MATERIAL PROVIDED below:

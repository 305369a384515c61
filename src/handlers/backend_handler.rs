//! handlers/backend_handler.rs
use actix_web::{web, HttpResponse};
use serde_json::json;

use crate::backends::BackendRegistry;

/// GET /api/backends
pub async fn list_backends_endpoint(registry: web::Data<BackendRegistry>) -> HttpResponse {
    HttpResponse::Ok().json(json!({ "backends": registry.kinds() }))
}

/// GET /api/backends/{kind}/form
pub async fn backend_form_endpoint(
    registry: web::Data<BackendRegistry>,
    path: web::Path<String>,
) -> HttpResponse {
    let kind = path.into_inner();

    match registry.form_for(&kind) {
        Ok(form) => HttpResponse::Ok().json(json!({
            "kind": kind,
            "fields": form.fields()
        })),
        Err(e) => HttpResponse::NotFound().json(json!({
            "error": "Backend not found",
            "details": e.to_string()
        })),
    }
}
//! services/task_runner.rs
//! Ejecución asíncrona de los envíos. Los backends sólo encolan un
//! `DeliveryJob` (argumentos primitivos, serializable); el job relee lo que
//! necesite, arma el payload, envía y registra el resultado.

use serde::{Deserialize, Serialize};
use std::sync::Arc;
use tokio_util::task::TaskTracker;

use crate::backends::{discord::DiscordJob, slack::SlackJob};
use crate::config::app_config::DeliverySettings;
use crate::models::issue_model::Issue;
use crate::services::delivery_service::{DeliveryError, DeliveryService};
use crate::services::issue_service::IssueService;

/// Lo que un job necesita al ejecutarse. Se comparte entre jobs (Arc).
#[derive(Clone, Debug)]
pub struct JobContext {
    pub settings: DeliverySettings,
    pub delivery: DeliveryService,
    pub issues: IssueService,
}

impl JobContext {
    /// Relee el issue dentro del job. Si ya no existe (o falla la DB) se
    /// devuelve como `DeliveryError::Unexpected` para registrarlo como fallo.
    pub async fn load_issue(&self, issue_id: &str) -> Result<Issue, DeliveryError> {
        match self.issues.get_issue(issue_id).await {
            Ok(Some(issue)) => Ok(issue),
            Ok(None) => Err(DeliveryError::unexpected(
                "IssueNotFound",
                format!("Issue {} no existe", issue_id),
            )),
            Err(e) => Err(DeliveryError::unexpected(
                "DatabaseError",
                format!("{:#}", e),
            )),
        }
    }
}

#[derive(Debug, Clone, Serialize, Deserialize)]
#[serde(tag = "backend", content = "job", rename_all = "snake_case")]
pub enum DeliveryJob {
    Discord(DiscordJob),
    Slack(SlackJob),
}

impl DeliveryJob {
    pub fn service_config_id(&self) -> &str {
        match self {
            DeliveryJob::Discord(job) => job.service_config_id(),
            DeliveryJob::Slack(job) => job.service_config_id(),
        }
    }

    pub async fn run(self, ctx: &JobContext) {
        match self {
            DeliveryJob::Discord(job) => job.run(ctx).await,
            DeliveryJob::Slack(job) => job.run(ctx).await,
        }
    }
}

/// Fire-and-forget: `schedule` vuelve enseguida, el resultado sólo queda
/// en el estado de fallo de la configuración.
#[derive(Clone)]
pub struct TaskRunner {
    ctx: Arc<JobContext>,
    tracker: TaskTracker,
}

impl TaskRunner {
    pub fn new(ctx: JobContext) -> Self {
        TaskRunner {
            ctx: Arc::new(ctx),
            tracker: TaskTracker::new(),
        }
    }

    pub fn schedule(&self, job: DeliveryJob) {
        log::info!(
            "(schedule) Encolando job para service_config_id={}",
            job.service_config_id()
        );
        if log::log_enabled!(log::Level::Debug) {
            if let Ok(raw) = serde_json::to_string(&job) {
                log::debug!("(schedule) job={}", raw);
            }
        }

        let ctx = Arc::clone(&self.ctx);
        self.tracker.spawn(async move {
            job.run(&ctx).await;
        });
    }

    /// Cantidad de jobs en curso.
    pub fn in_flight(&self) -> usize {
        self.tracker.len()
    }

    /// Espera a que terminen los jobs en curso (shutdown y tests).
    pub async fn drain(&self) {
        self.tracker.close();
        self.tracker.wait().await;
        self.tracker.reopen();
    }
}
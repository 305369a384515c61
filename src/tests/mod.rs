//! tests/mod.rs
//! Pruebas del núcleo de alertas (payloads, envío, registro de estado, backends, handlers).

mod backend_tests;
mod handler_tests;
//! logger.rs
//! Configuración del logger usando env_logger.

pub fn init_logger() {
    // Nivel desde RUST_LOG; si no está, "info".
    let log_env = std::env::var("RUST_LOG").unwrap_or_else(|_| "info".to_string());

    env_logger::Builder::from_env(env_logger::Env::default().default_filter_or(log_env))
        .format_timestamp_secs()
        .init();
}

End of MATERIAL PROVIDED.
MATERIAL PROVIDED below:

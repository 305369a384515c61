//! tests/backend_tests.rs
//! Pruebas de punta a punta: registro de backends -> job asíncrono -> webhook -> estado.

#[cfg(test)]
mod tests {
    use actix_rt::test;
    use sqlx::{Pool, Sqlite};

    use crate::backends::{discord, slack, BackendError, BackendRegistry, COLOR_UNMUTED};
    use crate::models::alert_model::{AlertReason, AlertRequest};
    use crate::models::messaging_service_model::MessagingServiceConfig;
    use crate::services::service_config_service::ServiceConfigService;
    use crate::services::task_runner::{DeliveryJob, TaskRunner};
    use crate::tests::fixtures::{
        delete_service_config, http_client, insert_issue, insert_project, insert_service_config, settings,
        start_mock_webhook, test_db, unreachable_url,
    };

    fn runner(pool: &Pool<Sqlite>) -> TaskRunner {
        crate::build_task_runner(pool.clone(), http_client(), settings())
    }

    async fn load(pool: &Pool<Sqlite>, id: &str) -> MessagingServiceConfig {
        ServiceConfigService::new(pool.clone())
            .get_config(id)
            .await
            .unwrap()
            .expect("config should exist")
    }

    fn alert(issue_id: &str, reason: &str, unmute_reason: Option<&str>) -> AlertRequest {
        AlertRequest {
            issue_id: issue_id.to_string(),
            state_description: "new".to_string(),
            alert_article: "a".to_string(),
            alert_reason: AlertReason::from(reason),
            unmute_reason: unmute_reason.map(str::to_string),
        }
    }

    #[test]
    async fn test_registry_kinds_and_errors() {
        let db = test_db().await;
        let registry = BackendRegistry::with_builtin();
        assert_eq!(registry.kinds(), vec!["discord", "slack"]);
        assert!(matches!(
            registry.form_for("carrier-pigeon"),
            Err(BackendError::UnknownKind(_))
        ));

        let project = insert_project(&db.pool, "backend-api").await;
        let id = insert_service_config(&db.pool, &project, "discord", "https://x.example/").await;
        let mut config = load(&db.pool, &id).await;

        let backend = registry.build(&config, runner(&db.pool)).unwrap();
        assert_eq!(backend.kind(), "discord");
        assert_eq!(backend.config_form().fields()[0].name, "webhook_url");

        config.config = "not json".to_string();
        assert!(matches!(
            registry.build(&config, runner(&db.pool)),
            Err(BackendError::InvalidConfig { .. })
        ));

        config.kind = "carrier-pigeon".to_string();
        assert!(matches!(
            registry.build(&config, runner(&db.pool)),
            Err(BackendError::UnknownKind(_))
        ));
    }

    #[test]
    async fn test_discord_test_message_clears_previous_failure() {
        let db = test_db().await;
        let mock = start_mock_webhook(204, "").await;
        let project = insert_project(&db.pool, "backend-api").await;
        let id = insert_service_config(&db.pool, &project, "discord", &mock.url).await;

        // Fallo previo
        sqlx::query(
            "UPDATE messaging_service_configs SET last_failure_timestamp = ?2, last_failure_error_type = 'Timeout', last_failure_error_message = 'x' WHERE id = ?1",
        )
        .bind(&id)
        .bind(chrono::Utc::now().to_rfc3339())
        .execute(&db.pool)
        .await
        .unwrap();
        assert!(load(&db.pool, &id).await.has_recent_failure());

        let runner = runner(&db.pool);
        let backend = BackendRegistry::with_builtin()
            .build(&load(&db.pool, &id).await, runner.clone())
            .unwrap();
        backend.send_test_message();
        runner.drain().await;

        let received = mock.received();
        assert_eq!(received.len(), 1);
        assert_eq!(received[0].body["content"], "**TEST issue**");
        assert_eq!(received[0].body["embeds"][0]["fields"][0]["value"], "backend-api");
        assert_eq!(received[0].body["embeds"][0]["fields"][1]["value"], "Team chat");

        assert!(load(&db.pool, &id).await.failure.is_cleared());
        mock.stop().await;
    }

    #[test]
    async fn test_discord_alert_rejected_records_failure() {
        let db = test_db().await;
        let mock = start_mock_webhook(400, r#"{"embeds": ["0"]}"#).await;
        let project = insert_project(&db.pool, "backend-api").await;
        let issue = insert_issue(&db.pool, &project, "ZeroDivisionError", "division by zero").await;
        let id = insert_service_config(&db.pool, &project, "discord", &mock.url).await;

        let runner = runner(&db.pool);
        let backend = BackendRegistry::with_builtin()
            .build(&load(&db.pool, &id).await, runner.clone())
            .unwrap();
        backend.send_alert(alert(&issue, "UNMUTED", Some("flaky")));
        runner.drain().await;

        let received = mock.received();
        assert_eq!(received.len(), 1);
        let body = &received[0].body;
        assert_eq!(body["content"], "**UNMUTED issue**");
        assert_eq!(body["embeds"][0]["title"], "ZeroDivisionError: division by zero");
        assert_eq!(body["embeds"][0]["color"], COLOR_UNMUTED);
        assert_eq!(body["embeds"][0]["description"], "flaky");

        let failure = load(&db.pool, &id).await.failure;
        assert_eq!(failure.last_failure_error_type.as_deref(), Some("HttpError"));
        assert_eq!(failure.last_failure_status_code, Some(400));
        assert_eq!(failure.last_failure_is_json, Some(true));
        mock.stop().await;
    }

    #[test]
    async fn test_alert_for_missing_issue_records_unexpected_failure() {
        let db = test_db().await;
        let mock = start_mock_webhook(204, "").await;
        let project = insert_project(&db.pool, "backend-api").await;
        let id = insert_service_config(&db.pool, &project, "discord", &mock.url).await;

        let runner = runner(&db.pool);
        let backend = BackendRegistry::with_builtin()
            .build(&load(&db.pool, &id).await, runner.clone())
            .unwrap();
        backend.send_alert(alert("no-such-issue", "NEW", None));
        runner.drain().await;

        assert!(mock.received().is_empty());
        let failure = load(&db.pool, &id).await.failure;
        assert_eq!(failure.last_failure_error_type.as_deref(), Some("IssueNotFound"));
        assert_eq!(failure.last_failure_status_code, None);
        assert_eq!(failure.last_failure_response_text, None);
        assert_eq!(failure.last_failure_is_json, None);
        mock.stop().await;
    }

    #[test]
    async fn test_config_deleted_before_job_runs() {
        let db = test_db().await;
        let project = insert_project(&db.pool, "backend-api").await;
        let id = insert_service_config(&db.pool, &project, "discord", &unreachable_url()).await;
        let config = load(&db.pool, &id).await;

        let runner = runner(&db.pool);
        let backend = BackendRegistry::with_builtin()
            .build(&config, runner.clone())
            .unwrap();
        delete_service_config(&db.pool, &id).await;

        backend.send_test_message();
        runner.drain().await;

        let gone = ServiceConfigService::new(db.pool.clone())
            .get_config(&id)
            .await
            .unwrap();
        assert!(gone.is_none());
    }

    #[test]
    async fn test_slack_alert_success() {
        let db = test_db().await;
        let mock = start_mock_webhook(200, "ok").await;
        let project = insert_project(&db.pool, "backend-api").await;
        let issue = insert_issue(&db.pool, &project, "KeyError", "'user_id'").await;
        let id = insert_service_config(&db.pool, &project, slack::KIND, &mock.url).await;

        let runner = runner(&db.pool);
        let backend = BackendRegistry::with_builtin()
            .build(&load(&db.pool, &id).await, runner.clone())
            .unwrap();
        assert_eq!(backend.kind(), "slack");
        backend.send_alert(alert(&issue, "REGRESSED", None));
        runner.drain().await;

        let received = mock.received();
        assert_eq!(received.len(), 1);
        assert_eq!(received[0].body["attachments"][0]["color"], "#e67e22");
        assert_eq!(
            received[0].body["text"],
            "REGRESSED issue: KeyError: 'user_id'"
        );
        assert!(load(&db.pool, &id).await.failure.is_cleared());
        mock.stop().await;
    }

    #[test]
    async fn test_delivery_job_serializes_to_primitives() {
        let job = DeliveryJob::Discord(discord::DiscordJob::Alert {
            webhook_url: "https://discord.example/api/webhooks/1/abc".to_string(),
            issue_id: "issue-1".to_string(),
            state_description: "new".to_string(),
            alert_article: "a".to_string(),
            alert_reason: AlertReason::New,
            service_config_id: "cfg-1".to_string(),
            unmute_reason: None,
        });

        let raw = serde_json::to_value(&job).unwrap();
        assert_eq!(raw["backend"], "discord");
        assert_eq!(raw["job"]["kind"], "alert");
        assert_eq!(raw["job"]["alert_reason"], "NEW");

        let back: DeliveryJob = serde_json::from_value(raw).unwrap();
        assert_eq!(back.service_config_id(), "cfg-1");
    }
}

End of MATERIAL PROVIDED.

#### ASSIGNMENT
The answer must be every line of the entries that includes the word "existe".

#### RESULT FOR THIS EXERCISE
    /// Relee el issue dentro del job. Si ya no existe (o falla la DB) se
                format!("Issue {} no existe", issue_id),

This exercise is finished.